Address
- 123 Edgemont Drive, Building A Daly City, San Mateo County, California, 94015
- Coordinates: 37°40′05″N 122°28′43″W﻿ / ﻿37.668096°N 122.478551°W

District information
- Motto: Excellence Through Equity
- Grades: 9–12, Adult ED
- Established: 1922
- Superintendent: Toni Presta
- Deputy superintendent(s): Deputy Superintendent Kareen Baca; Deputy Superintendent Tina Van Raaphorst; Associate Superintendent Dorene Basuino;
- School board: Sherrett Walker, Andrew Lie, Rosie Tejada, Martinien Cho
- Chair of the board: Jerome Gallegos
- Governing agency: San Mateo County Office of Education
- Schools: Jefferson, Westmoor, Thornton, Oceana, Terra Nova, and Adult ED
- NCES District ID: 0618930
- District ID: 41-68924

Students and staff
- Enrollment: 3,715 (2024-2025)
- Athletic conference: Peninsula Athletic League

Other information
- Website: www.juhsd.net

= Jefferson Union High School District =

School district in California, United States

The Jefferson Union High School District (JUHSD) is a high school district in northern San Mateo County, California, which serves the cities of Daly City, Brisbane and Pacifica, the town of Colma, the CDP of Broadmoor and a section of San Bruno.
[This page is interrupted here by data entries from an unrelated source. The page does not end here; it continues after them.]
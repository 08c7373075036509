//! Coping suggestions.
//!
//! Two producers exist: a deterministic rule table over category scores and
//! the remote analysis provider. Both sit behind [`SuggestionSource`]; the
//! orchestrator decides which of them end up in the stored record.

use async_trait::async_trait;
use serde::{Deserialize, Serialize};
use serde_json::{Map, Value};

use crate::error::{AnalysisError, AnalysisResult};
use crate::scoring::{Category, CategoryScores};

/// Structured analysis returned by the AI provider.
///
/// The pipeline only guarantees that it is a JSON object. Its fields are
/// stored and returned verbatim.
#[derive(Debug, Clone, PartialEq, Serialize, Deserialize)]
#[serde(transparent)]
pub struct SuggestionObject(Map<String, Value>);

impl SuggestionObject {
    /// Field lookup.
    pub fn get(&self, key: &str) -> Option<&Value> {
        self.0.get(key)
    }
}

impl TryFrom<Value> for SuggestionObject {
    type Error = AnalysisError;

    fn try_from(value: Value) -> Result<Self, Self::Error> {
        match value {
            Value::Object(map) => Ok(Self(map)),
            other => Err(AnalysisError::InvalidResponse {
                message: format!("expected a JSON object, got {}", json_kind(&other)),
            }),
        }
    }
}

fn json_kind(value: &Value) -> &'static str {
    match value {
        Value::Null => "null",
        Value::Bool(_) => "a boolean",
        Value::Number(_) => "a number",
        Value::String(_) => "a string",
        Value::Array(_) => "an array",
        Value::Object(_) => "an object",
    }
}

/// One entry of a record's `suggestions` list.
#[derive(Debug, Clone, PartialEq, Serialize, Deserialize)]
#[serde(untagged)]
pub enum Suggestion {
    /// Output of the analysis provider.
    Analysis(SuggestionObject),
    /// Output of the rule engine.
    Rule(String),
}

impl Suggestion {
    /// The analysis object, if this entry came from the provider.
    pub fn as_analysis(&self) -> Option<&SuggestionObject> {
        match self {
            Suggestion::Analysis(object) => Some(object),
            Suggestion::Rule(_) => None,
        }
    }
}

/// Anything that can turn category scores into suggestions.
#[async_trait]
pub trait SuggestionSource: Send + Sync {
    /// Short identifier used in logs.
    fn name(&self) -> &'static str;

    /// Produce suggestions for the given scores.
    async fn suggest(&self, scores: &CategoryScores) -> AnalysisResult<Vec<Suggestion>>;
}

/// Comparison applied by a [`SuggestionRule`].
#[derive(Debug, Clone, Copy, PartialEq, Eq)]
pub enum Threshold {
    /// Fires when the score is strictly greater.
    Above(i64),
    /// Fires when the score is strictly less.
    Below(i64),
}

impl Threshold {
    fn matches(self, score: i64) -> bool {
        match self {
            Threshold::Above(limit) => score > limit,
            Threshold::Below(limit) => score < limit,
        }
    }
}

/// A single rule: category, threshold, message.
#[derive(Debug, Clone, Copy, PartialEq, Eq)]
pub struct SuggestionRule {
    /// Category whose score is compared.
    pub category: Category,
    /// Strict comparison against the score.
    pub threshold: Threshold,
    /// Suggestion text emitted on a match.
    pub message: &'static str,
}

/// Rules evaluated in order; every matching rule contributes its message.
///
/// The stress rule compares against 10 on a 0-10 scale and so never fires
/// for scores produced from in-range answers. It is kept as written.
pub const DEFAULT_RULES: &[SuggestionRule] = &[
    SuggestionRule {
        category: Category::Stress,
        threshold: Threshold::Above(10),
        message: "Try meditation or breathing exercises.",
    },
    SuggestionRule {
        category: Category::Focus,
        threshold: Threshold::Below(5),
        message: "Use a Pomodoro timer to stay on task.",
    },
    SuggestionRule {
        category: Category::Positivity,
        threshold: Threshold::Below(5),
        message: "Consider a gratitude journal.",
    },
];

/// Deterministic rule-based suggestion engine.
#[derive(Debug, Clone, Copy)]
pub struct RuleEngine {
    rules: &'static [SuggestionRule],
}

impl RuleEngine {
    /// Engine over a custom rule table.
    pub fn new(rules: &'static [SuggestionRule]) -> Self {
        Self { rules }
    }

    /// Messages of every matching rule, in table order.
    pub fn evaluate(&self, scores: &CategoryScores) -> Vec<&'static str> {
        self.rules
            .iter()
            .filter(|rule| rule.threshold.matches(scores.get(rule.category)))
            .map(|rule| rule.message)
            .collect()
    }
}

impl Default for RuleEngine {
    fn default() -> Self {
        Self::new(DEFAULT_RULES)
    }
}

#[async_trait]
impl SuggestionSource for RuleEngine {
    fn name(&self) -> &'static str {
        "rules"
    }

    async fn suggest(&self, scores: &CategoryScores) -> AnalysisResult<Vec<Suggestion>> {
        Ok(self
            .evaluate(scores)
            .into_iter()
            .map(|message| Suggestion::Rule(message.to_string()))
            .collect())
    }
}

#[cfg(test)]
mod tests {
    use super::*;
    use serde_json::json;

    fn scores(stress: i64, focus: i64, positivity: i64) -> CategoryScores {
        CategoryScores {
            stress,
            focus,
            positivity,
        }
    }

    #[test]
    fn test_all_zero_scores_fire_focus_and_positivity() {
        let engine = RuleEngine::default();
        assert_eq!(
            engine.evaluate(&scores(0, 0, 0)),
            vec![
                "Use a Pomodoro timer to stay on task.",
                "Consider a gratitude journal."
            ]
        );
    }

    #[test]
    fn test_stress_rule_unreachable_on_normalized_scale() {
        let engine = RuleEngine::default();
        for stress in 0..=10 {
            let fired = engine.evaluate(&scores(stress, 10, 10));
            assert!(fired.is_empty(), "stress {} fired {:?}", stress, fired);
        }
    }

    #[test]
    fn test_stress_rule_fires_literally_above_ten() {
        let engine = RuleEngine::default();
        assert_eq!(
            engine.evaluate(&scores(11, 10, 10)),
            vec!["Try meditation or breathing exercises."]
        );
    }

    #[test]
    fn test_threshold_boundaries() {
        let engine = RuleEngine::default();
        assert!(engine.evaluate(&scores(0, 5, 5)).is_empty());
        assert_eq!(
            engine.evaluate(&scores(0, 4, 5)),
            vec!["Use a Pomodoro timer to stay on task."]
        );
        assert_eq!(
            engine.evaluate(&scores(0, 5, 4)),
            vec!["Consider a gratitude journal."]
        );
    }

    #[test]
    fn test_all_three_in_table_order() {
        let engine = RuleEngine::default();
        assert_eq!(
            engine.evaluate(&scores(12, 1, 1)),
            vec![
                "Try meditation or breathing exercises.",
                "Use a Pomodoro timer to stay on task.",
                "Consider a gratitude journal."
            ]
        );
    }

    #[tokio::test]
    async fn test_rule_engine_as_suggestion_source() {
        let engine = RuleEngine::default();
        let suggestions = engine.suggest(&scores(10, 10, 0)).await.unwrap();
        assert_eq!(
            suggestions,
            vec![Suggestion::Rule("Consider a gratitude journal.".to_string())]
        );
        assert_eq!(engine.name(), "rules");
    }

    #[test]
    fn test_suggestion_object_rejects_non_objects() {
        assert!(SuggestionObject::try_from(json!({"summary": "ok"})).is_ok());

        let err = SuggestionObject::try_from(json!(["a", "b"])).unwrap_err();
        assert_eq!(
            err.to_string(),
            "Invalid response: expected a JSON object, got an array"
        );
        assert!(SuggestionObject::try_from(json!("text")).is_err());
    }

    #[test]
    fn test_suggestion_untagged_round_trip() {
        let stored: Vec<Suggestion> =
            serde_json::from_value(json!([{"summary": "calm"}, "Consider a gratitude journal."]))
                .unwrap();
        assert!(matches!(stored[0], Suggestion::Analysis(_)));
        assert_eq!(
            stored[1],
            Suggestion::Rule("Consider a gratitude journal.".to_string())
        );
        assert_eq!(
            stored[0].as_analysis().and_then(|o| o.get("summary")),
            Some(&json!("calm"))
        );
    }
}
//! AI analysis of category scores.
//!
//! [`AnalysisProvider`] is the narrow async boundary to the remote model.
//! [`GeminiClient`] implements it over HTTP with per-attempt timeouts and
//! bounded retries; [`AnalysisSource`] adds an overall deadline and exposes
//! the provider as a [`SuggestionSource`].

mod client;
mod types;


pub use client::GeminiClient;
pub use types::*;

use async_trait::async_trait;
use std::sync::Arc;
use std::time::Duration;

use crate::error::{AnalysisError, AnalysisResult};
use crate::scoring::CategoryScores;
use crate::suggestions::{Suggestion, SuggestionObject, SuggestionSource};

/// Remote analysis of a score breakdown.
#[cfg_attr(test, mockall::automock)]
#[async_trait]
pub trait AnalysisProvider: Send + Sync {
    /// Produce one structured suggestion object. May fail.
    async fn analyze(&self, scores: &CategoryScores) -> AnalysisResult<SuggestionObject>;
}

/// Deadline-bounded wrapper around an [`AnalysisProvider`].
#[derive(Clone)]
pub struct AnalysisSource {
    provider: Arc<dyn AnalysisProvider>,
    deadline: Duration,
}

impl AnalysisSource {
    /// Wrap a provider with an overall deadline.
    pub fn new(provider: Arc<dyn AnalysisProvider>, deadline: Duration) -> Self {
        Self { provider, deadline }
    }

    /// Run the analysis; exceeding the deadline is [`AnalysisError::Timeout`].
    pub async fn analyze(&self, scores: &CategoryScores) -> AnalysisResult<SuggestionObject> {
        match tokio::time::timeout(self.deadline, self.provider.analyze(scores)).await {
            Ok(result) => result,
            Err(_) => Err(AnalysisError::Timeout {
                timeout_ms: self.deadline.as_millis() as u64,
            }),
        }
    }
}

#[async_trait]
impl SuggestionSource for AnalysisSource {
    fn name(&self) -> &'static str {
        "analysis"
    }

    async fn suggest(&self, scores: &CategoryScores) -> AnalysisResult<Vec<Suggestion>> {
        Ok(vec![Suggestion::Analysis(self.analyze(scores).await?)])
    }
}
Its district office is located at the new location of 123 Edgemont Drive, Bldg. A, Daly City. It serves as a secondary education district for students coming from the Jefferson Elementary School District, Bayshore Elementary School District, Brisbane School District, and the Pacifica School District.

==History==
The Jefferson Union High School District was formed by voters in a March 1922 election, and the first Jefferson High School opened on August 21, 1922, at an old school house on Alemán at the corner of Hill and Market. Voters approved a bond of $180,000 in November 1922 for a new high school building, which was dedicated on May 23, 1925. That building was later demolished in the early 1960s after the opening of the current Jefferson High School building in 1963.

==Schools==
It consists of four comprehensive high schools, and one continuation school:

Jefferson Union High School District Schools
| Name | Established | Enrollment | Mascot | City | Notes | Image |
| Jefferson | 1922 | 1,107 | Grizzlies | Daly City | Current building built in 1963, refurbished 2005 |  |
| Oceana | 1962 | 597 | Sharks | Pacifica | Main building designed by Mario Ciampi; nontraditional school with emphasis on liberal arts education |  |
| Terra Nova | 1961 | 982 | Tigers | Pacifica |  |  |
| Thornton | 1975 | 136 | Saints | Daly City | Continuation high school |  |
| Westmoor | 1958 | 1,598 | Rams | Daly City | Campus designed by Mario Ciampi and Lawrence Halprin |  |
| Summary |  | 4,862 |  |  |  |  |  |

- Notes

===Former Schools===
The now closed Serramonte High School was open from 1970 to 1981, returning in a limited form for the two academic years of 1993–1995. At the time, it was proposed to relocate Oceana to the Serramonte campus to save money to restore a state-mandated $750,000 reserve fund for the district. The former campus, now renamed Serramonte Del Rey, serves as the district office.

==Teacher housing==
In 2018, district voters passed a bond that allowed the district to build housing for teaching staff. Around 2020, construction began. The facility has 122 apartments.

== Enrollment ==
According to the California Department of Education, the total enrollment for Jefferson Union High School District is 4,862 in the 2016–17 academic year.